Figure 1: statistical data on electricity production capacity and phosphorus accumulation capacity of Shewanella with the introduction of PPK2-NADK

Figure 2: statistical data on ATP and NADH level of Shewanella with the introduction of PPK2-NADK

chassis and genetic context

We express this gene on shawanella onediensis MR-1

Potential Applications

In bioelectrochemical Systems, utilizing PolyP and NADP in microbial fuel cells for further improved electron transfer and energy production.

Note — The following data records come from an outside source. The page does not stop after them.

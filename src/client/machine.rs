//! Per-client reconciliation of authoritative snapshots into a displayable countdown.
//!
//! The machine is synchronous and clock-agnostic: callers pass `now` in. It owns the
//! "already notified" flag and the ticker generation counter, which together guarantee one
//! end-of-round signal per expiry and at most one live decrement loop.

use serde::{Deserialize, Serialize};
use time::OffsetDateTime;
use uuid::Uuid;

use crate::{
    client::recovery::RecoveredView,
    dto::timer::TimerSnapshot,
    state::{clock, timer::TimerStatus},
};

/// Where the currently displayed values came from.
#[derive(Debug, Clone, Copy, PartialEq, Eq, Serialize, Deserialize)]
#[serde(rename_all = "snake_case")]
pub enum ViewSource {
    /// Nothing known yet.
    Initial,
    /// Reconstructed from the recovery store; advisory until the first poll lands.
    Recovered,
    /// Taken from an authoritative snapshot.
    Authoritative,
    /// Derived locally since the last snapshot (ticks or local pre-emption).
    Local,
}

/// What a client renders for one event.
#[derive(Debug, Clone, PartialEq, Eq)]
pub struct ClientTimerView {
    /// Event the timer belongs to.
    pub event_id: Uuid,
    /// Status as last reconciled or derived locally.
    pub status: TimerStatus,
    /// Zero until the first round starts.
    pub current_round: u32,
    /// Number of rounds in the event.
    pub final_round: u32,
    /// Round length in seconds.
    pub round_duration: u32,
    /// Break length in seconds.
    pub break_duration: u32,
    /// Seconds left on the displayed countdown.
    pub seconds_remaining: u32,
    /// Where the displayed values came from.
    pub source: ViewSource,
}

impl ClientTimerView {
    /// Placeholder shown before anything is known about the event.
    pub fn initial(event_id: Uuid) -> Self {
        Self {
            event_id,
            status: TimerStatus::Inactive,
            current_round: 0,
            final_round: 1,
            round_duration: 0,
            break_duration: 0,
            seconds_remaining: 0,
            source: ViewSource::Initial,
        }
    }

    /// Whether a local countdown should be running for this view.
    pub fn is_counting(&self) -> bool {
        self.status == TimerStatus::Active && self.seconds_remaining > 0
    }

    fn driving_state(&self) -> (TimerStatus, u32, u32) {
        (self.status, self.seconds_remaining, self.current_round)
    }
}

/// Instruction for the countdown ticker after a reconciliation.
#[derive(Debug, Clone, Copy, PartialEq, Eq)]
pub enum TickerDirective {
    /// Leave the current ticker (or its absence) alone.
    Keep,
    /// Tear down any running ticker and start a fresh one bound to `generation`.
    Start {
        /// Ticks from any other generation are ignored.
        generation: u64,
    },
    /// Tear down the running ticker.
    Stop,
}

/// Result of feeding a snapshot to the machine.
#[derive(Debug, Clone, Copy, PartialEq, Eq)]
pub struct Reconciliation {
    /// False when the snapshot was dropped (other event or out-of-order version).
    pub applied: bool,
    /// What to do with the countdown ticker.
    pub directive: TickerDirective,
    /// Round whose end should be signalled now, if any.
    pub round_ended: Option<u32>,
}

impl Reconciliation {
    fn ignored() -> Self {
        Self {
            applied: false,
            directive: TickerDirective::Keep,
            round_ended: None,
        }
    }
}

/// Result of one ticker step.
#[derive(Debug, Clone, Copy, PartialEq, Eq)]
pub enum TickOutcome {
    /// The tick came from a superseded ticker; it must stop without touching anything.
    Stale,
    /// Decremented, still above zero.
    Counting,
    /// Reached zero and pre-empted to the post-round status; the ticker must stop.
    Finished {
        /// Round whose end should be signalled now, if any.
        round_ended: Option<u32>,
    },
}

/// Client-side timer state for one observed event.
#[derive(Debug, Clone)]
pub struct ClientTimerStateMachine {
    view: ClientTimerView,
    /// Epoch and version of the last applied snapshot.
    last_applied: Option<(Uuid, u64)>,
    notified_round: Option<u32>,
    generation: u64,
    ticking: bool,
}

impl ClientTimerStateMachine {
    /// Empty machine for `event_id`.
    pub fn new(event_id: Uuid) -> Self {
        Self {
            view: ClientTimerView::initial(event_id),
            last_applied: None,
            notified_round: None,
            generation: 0,
            ticking: false,
        }
    }

    /// Values to render right now.
    pub fn view(&self) -> &ClientTimerView {
        &self.view
    }

    /// Generation of the ticker currently allowed to decrement.
    pub fn generation(&self) -> u64 {
        self.generation
    }

    /// Whether a ticker is expected to be running.
    pub fn is_ticking(&self) -> bool {
        self.ticking
    }

    /// Show a best-effort state from the recovery store. Only applies before the first snapshot.
    pub fn restore(&mut self, recovered: &RecoveredView, now: OffsetDateTime) -> bool {
        if self.view.source != ViewSource::Initial || recovered.event_id != self.view.event_id {
            return false;
        }

        let mut status = recovered.status;
        let mut seconds_remaining = recovered.seconds_remaining;
        if status == TimerStatus::Active {
            let elapsed = (now - recovered.saved_at).whole_seconds().max(0);
            let elapsed = u32::try_from(elapsed).unwrap_or(u32::MAX);
            seconds_remaining = seconds_remaining.saturating_sub(elapsed);
            if seconds_remaining == 0 {
                status = post_round_status(recovered.current_round, recovered.final_round);
            }
        }

        self.view = ClientTimerView {
            event_id: recovered.event_id,
            status,
            current_round: recovered.current_round,
            final_round: recovered.final_round,
            round_duration: recovered.round_duration,
            break_duration: recovered.break_duration,
            seconds_remaining,
            source: ViewSource::Recovered,
        };
        true
    }

    /// Snap the view to an authoritative snapshot observed at local time `now`.
    pub fn reconcile(&mut self, snapshot: &TimerSnapshot, now: OffsetDateTime) -> Reconciliation {
        if snapshot.event_id != self.view.event_id {
            return Reconciliation::ignored();
        }
        // A new epoch means the authority rebuilt its record; its versions start over.
        if self
            .last_applied
            .is_some_and(|(epoch, version)| epoch == snapshot.epoch && snapshot.version < version)
        {
            return Reconciliation::ignored();
        }
        self.last_applied = Some((snapshot.epoch, snapshot.version));

        let previous = self.view.clone();
        let (status, seconds_remaining) = match snapshot.status {
            TimerStatus::Active => {
                let remaining = snapshot
                    .round_start_time
                    .map(|start| clock::remaining(now, start, snapshot.round_duration))
                    .unwrap_or(snapshot.seconds_remaining);
                if remaining == 0 {
                    (
                        post_round_status(snapshot.current_round, snapshot.final_round),
                        0,
                    )
                } else {
                    (TimerStatus::Active, remaining)
                }
            }
            TimerStatus::Paused => (
                TimerStatus::Paused,
                snapshot
                    .pause_time_remaining
                    .unwrap_or(snapshot.seconds_remaining),
            ),
            other => (other, 0),
        };

        self.view = ClientTimerView {
            event_id: snapshot.event_id,
            status,
            current_round: snapshot.current_round,
            final_round: snapshot.final_round,
            round_duration: snapshot.round_duration,
            break_duration: snapshot.break_duration,
            seconds_remaining,
            source: if status == snapshot.status {
                ViewSource::Authoritative
            } else {
                ViewSource::Local
            },
        };

        let was_running = matches!(previous.status, TimerStatus::Active | TimerStatus::Paused)
            && previous.source != ViewSource::Initial;
        let round_over = matches!(status, TimerStatus::BreakTime | TimerStatus::Ended);
        let round_ended = if round_over
            && ((was_running && previous.current_round == snapshot.current_round)
                || status != snapshot.status)
        {
            self.mark_notified(snapshot.current_round)
        } else if was_running && snapshot.current_round > previous.current_round {
            // The round was ended and the next one started between two polls.
            self.mark_notified(previous.current_round)
        } else {
            None
        };

        if seconds_remaining > 0 && self.notified_round != round_ended {
            self.notified_round = None;
        }

        let directive = self.ticker_directive(previous.driving_state());
        Reconciliation {
            applied: true,
            directive,
            round_ended,
        }
    }

    /// One-second decrement requested by the ticker bound to `generation`.
    pub fn tick(&mut self, generation: u64) -> TickOutcome {
        if generation != self.generation || !self.ticking || !self.view.is_counting() {
            return TickOutcome::Stale;
        }

        self.view.seconds_remaining -= 1;
        self.view.source = ViewSource::Local;
        if self.view.seconds_remaining > 0 {
            return TickOutcome::Counting;
        }

        self.ticking = false;
        self.view.status = post_round_status(self.view.current_round, self.view.final_round);
        TickOutcome::Finished {
            round_ended: self.mark_notified(self.view.current_round),
        }
    }

    /// Invalidate any running ticker, e.g. when the observer is torn down.
    pub fn halt(&mut self) {
        self.generation += 1;
        self.ticking = false;
    }

    fn ticker_directive(&mut self, previous: (TimerStatus, u32, u32)) -> TickerDirective {
        let counting = self.view.is_counting();
        let changed = previous != self.view.driving_state();
        if counting && (changed || !self.ticking) {
            self.generation += 1;
            self.ticking = true;
            TickerDirective::Start {
                generation: self.generation,
            }
        } else if !counting && self.ticking {
            self.generation += 1;
            self.ticking = false;
            TickerDirective::Stop
        } else {
            TickerDirective::Keep
        }
    }

    fn mark_notified(&mut self, round: u32) -> Option<u32> {
        if self.notified_round == Some(round) {
            return None;
        }
        self.notified_round = Some(round);
        Some(round)
    }
}

/// Status a round falls into once its time is up.
fn post_round_status(current_round: u32, final_round: u32) -> TimerStatus {
    if current_round >= final_round {
        TimerStatus::Ended
    } else {
        TimerStatus::BreakTime
    }
}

Figure 3: current and voltage data on full cell experiment of Shewanella with the introduction of PPK2-NADK

References

1.Mori S, Yamasaki M, Maruyama Y, Momma K, Kawai S, Hashimoto W, Mikami B, Murata K. Crystallographic studies of Mycobacterium tuberculosis polyphosphate/ATP-NAD kinase complexed with NAD. J Biosci Bioeng. 2004;98(5):391-3. 2. Zhang, H., Ishige, K., & Kornberg, A. (2002). A polyphosphate kinase (PPK2) widely conserved in bacteria. Proceedings of the National Academy of Sciences, 99(26), 16678-16683. 3. Neville N, Roberge N, Jia Z. Polyphosphate Kinase 2 (PPK2) Enzymes: Structure, Function, and Roles in Bacterial Physiology and Virulence. Int J Mol Sci. 2022 Jan 8;23(2):670.